A coil within the boiler
A free-standing hot water heater
A water heater/tank zoned off your boiler

You probably don't have a free-standing unit. It would have its own fuel line, thermostat, and a burner at the bottom.

You say you have a hot water storage tank. So there must be some plumbing between the tank and the boiler. Does the storage tank have its own thermostat (aquastat)? If it does then you probably have the third option.
But if you have to raise the room temperature to create hot water then you might have an internal coil in the boiler.

The lack of hot water might be because the coil has scaled up, which reduces the amount of heat that can be transferred to the hot water supply, or the storage tank might not be insulated well enough to keep the water hot, or the tank is too small for your needs.

If you determine it is the coil, you should find many local services that offer coil cleaning.


----------



## Nestor_Kelebay (Jul 12, 2009)

I have a similar system with my boilers and indirect fired water heater.

I have a coil in my indirect fired water heater that uses the 180 to 190 degree boiler water to heat the water surrounding that coil in the water heater up to 135 degrees C.

Basically, when the indirect fired water heater calls for heat, it sends a signal to the Tekmar 265 controller that controls both of my Weil McLaine Ultra 310 boilers.  One of the boilers will fire up and heat water up to about 180 degrees in a jiff.  ONLY the circulating pump that pumps water through the indirect fired water heater will turn on, NOT the main circulating pump that pumps water through the radiators of my apartment block apartments.  This indirect fired heating process will continue until the water temperature in the hot water heater is at 135 deg. C, when the Amtrol 120 gallon tank then tells the Tekmar 265 controller that it no longer needs to be heated, and the Tekmar controller then shuts the boiler off, but keeps that pump mentioned earlier on for 5 minutes more so that the remaining 180 degree heat in the boiler can be transfered to the 135 degree heat in the hot water tank.  Thereafter, both the boiler and the Amtrol indirect fired water heater just sit there losing heat to their surroundings until the temperature of the water in the Amtrol 120 gallon tank falls below 120 degrees C.  Then the dance starts anew.

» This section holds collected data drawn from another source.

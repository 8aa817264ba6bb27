//! Diesel table definitions for the PostgreSQL schema.
//!
//! These definitions must match the database migrations exactly. They are used
//! by Diesel for compile-time query validation and type-safe SQL generation.
//!
//! # Maintenance
//!
//! When migrations change the schema, regenerate this file with
//! `diesel print-schema` or update it by hand.

diesel::table! {
    /// Registered travellers.
    users (id) {
        /// Primary key.
        id -> Int8,
        /// Display name, trimmed, at most 255 characters.
        pseudo -> Varchar,
    }
}

diesel::table! {
    /// Points of interest.
    ///
    /// Unique over `(lower(name), lower(coalesce(location, '')))` through the
    /// `pois_name_location_key` expression index, which Diesel cannot model.
    pois (id) {
        /// Primary key.
        id -> Int8,
        /// Display name.
        name -> Varchar,
        /// Free-form description.
        description -> Nullable<Text>,
        /// Town or area.
        location -> Nullable<Varchar>,
        /// Cover image location.
        image_url -> Nullable<Text>,
    }
}

diesel::table! {
    /// Images owned by a POI; deleted with their POI.
    poi_images (id) {
        /// Primary key.
        id -> Int8,
        /// Owning POI.
        poi_id -> Int8,
        /// Image location.
        image_url -> Nullable<Text>,
        /// Opaque embedding bytes.
        embedding -> Nullable<Bytea>,
    }
}

diesel::table! {
    /// Tickets sold for a POI.
    tickets (id) {
        /// Primary key.
        id -> Int8,
        /// POI the ticket is valid for.
        poi_id -> Int8,
        /// Non-negative price.
        price -> Float8,
        /// Transport mode label.
        transport_mode -> Nullable<Varchar>,
    }
}

diesel::table! {
    /// Planned trips.
    trips (id) {
        /// Primary key.
        id -> Int8,
        /// Destination name.
        destination -> Nullable<Varchar>,
        /// First day.
        start_date -> Nullable<Date>,
        /// Last day.
        end_date -> Nullable<Date>,
        /// Budget.
        budget -> Nullable<Float8>,
        /// Party size.
        people -> Nullable<Int4>,
        /// Transport mode.
        transport -> Nullable<Varchar>,
        /// Destination latitude.
        latitude -> Nullable<Float8>,
        /// Destination longitude.
        longitude -> Nullable<Float8>,
    }
}

diesel::table! {
    /// Saved searches.
    searches (id) {
        /// Primary key.
        id -> Int8,
        /// Destination name.
        destination -> Nullable<Varchar>,
        /// Budget.
        budget -> Nullable<Float8>,
        /// Party size.
        persons -> Nullable<Int4>,
        /// Transport mode.
        transport_mode -> Nullable<Varchar>,
    }
}

diesel::table! {
    /// Purchase history; unique over `(user_id, ticket_id)`.
    histories (id) {
        /// Primary key.
        id -> Int8,
        /// Buyer.
        user_id -> Int8,
        /// Purchased ticket.
        ticket_id -> Int8,
        /// Purchase time.
        purchase_date -> Timestamptz,
    }
}

diesel::joinable!(poi_images -> pois (poi_id));
diesel::joinable!(tickets -> pois (poi_id));
diesel::joinable!(histories -> users (user_id));
diesel::joinable!(histories -> tickets (ticket_id));

diesel::allow_tables_to_appear_in_same_query!(
    users, pois, poi_images, tickets, trips, searches, histories,
);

That's how my system works, but my system uses two high efficiency boilers that only hold about 10 gallons of water each in a 15 pound aluminum heat exchanger to heat up 120 gallons of water in my hot water tank.  I am not heating up a 400 pound cast iron boiler with 100 pounds of boiler water in it every time I want to heat up 40 gallons of potable water.  There would be a tremendous difference in the thermal efficiency of our respective systems, I'd venture to guess.

Still, your system has to be reasonably efficient (either thermally or economically) for it to have become as popular as it is.


----------



## ccarlisle (Jul 12, 2009)

Where are you in Switzerland? I grew up there...


----------